Should a line in the entries below contain "RenderTarget", return that line.

RECORDS TO USE:
************

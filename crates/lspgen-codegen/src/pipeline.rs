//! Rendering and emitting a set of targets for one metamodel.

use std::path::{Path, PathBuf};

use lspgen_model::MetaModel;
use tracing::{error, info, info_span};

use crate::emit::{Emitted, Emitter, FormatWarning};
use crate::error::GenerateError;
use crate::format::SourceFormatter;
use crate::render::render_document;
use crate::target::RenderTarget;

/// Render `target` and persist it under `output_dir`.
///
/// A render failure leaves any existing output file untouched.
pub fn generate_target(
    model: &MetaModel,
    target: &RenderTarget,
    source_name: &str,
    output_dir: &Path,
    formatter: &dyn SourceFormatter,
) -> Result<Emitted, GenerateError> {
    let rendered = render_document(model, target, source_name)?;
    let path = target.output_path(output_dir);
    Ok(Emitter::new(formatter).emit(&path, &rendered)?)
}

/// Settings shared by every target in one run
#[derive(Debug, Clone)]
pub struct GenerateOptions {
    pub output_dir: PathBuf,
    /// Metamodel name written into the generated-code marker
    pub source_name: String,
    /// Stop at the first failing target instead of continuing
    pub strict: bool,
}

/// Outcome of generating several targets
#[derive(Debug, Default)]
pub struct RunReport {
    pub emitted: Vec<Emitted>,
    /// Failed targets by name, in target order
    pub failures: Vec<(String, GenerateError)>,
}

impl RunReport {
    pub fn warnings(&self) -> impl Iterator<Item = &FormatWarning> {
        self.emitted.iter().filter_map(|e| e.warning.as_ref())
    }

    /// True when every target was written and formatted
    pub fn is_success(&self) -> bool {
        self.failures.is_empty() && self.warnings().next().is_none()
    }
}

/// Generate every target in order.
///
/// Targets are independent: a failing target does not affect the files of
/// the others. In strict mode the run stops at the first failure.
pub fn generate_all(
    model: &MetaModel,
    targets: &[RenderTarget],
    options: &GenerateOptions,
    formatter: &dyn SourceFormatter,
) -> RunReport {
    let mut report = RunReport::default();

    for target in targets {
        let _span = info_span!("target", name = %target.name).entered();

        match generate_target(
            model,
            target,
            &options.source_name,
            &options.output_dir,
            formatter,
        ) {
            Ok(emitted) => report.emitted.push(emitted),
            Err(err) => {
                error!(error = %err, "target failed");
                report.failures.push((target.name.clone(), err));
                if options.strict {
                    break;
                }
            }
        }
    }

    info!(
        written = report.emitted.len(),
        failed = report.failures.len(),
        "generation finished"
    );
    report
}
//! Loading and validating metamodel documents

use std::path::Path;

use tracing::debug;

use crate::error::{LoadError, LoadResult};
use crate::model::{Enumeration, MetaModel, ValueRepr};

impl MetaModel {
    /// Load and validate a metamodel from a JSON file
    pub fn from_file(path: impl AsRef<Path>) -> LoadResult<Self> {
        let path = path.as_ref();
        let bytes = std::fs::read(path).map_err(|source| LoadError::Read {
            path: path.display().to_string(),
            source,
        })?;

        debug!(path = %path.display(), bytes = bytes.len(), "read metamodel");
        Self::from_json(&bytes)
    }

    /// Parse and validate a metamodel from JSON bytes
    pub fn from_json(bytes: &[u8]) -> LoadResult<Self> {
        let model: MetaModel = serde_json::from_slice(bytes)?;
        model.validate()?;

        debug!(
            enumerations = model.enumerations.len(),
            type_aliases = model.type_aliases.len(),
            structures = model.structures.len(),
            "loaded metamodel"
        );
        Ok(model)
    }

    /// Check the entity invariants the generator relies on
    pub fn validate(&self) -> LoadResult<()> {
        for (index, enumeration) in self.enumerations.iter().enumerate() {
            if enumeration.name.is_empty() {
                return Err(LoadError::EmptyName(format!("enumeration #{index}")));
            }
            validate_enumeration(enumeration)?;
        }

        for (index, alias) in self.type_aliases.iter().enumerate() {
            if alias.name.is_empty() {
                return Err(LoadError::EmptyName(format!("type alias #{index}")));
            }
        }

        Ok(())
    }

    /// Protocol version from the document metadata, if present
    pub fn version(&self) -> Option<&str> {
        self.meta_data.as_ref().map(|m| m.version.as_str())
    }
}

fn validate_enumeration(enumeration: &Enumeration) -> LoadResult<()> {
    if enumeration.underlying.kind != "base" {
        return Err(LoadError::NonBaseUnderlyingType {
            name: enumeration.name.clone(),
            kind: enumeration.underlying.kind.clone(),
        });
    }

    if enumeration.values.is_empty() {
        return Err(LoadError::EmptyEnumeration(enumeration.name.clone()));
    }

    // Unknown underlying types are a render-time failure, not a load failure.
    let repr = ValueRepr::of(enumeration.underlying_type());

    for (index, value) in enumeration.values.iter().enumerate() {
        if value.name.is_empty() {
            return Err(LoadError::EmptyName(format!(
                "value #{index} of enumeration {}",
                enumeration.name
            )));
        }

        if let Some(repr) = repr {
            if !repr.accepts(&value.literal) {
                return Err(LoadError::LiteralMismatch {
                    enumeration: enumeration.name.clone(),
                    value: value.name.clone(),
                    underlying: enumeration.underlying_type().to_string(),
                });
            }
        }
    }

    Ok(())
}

************

ANSWER:
use crate::target::RenderTarget;
    target: &RenderTarget,
    targets: &[RenderTarget],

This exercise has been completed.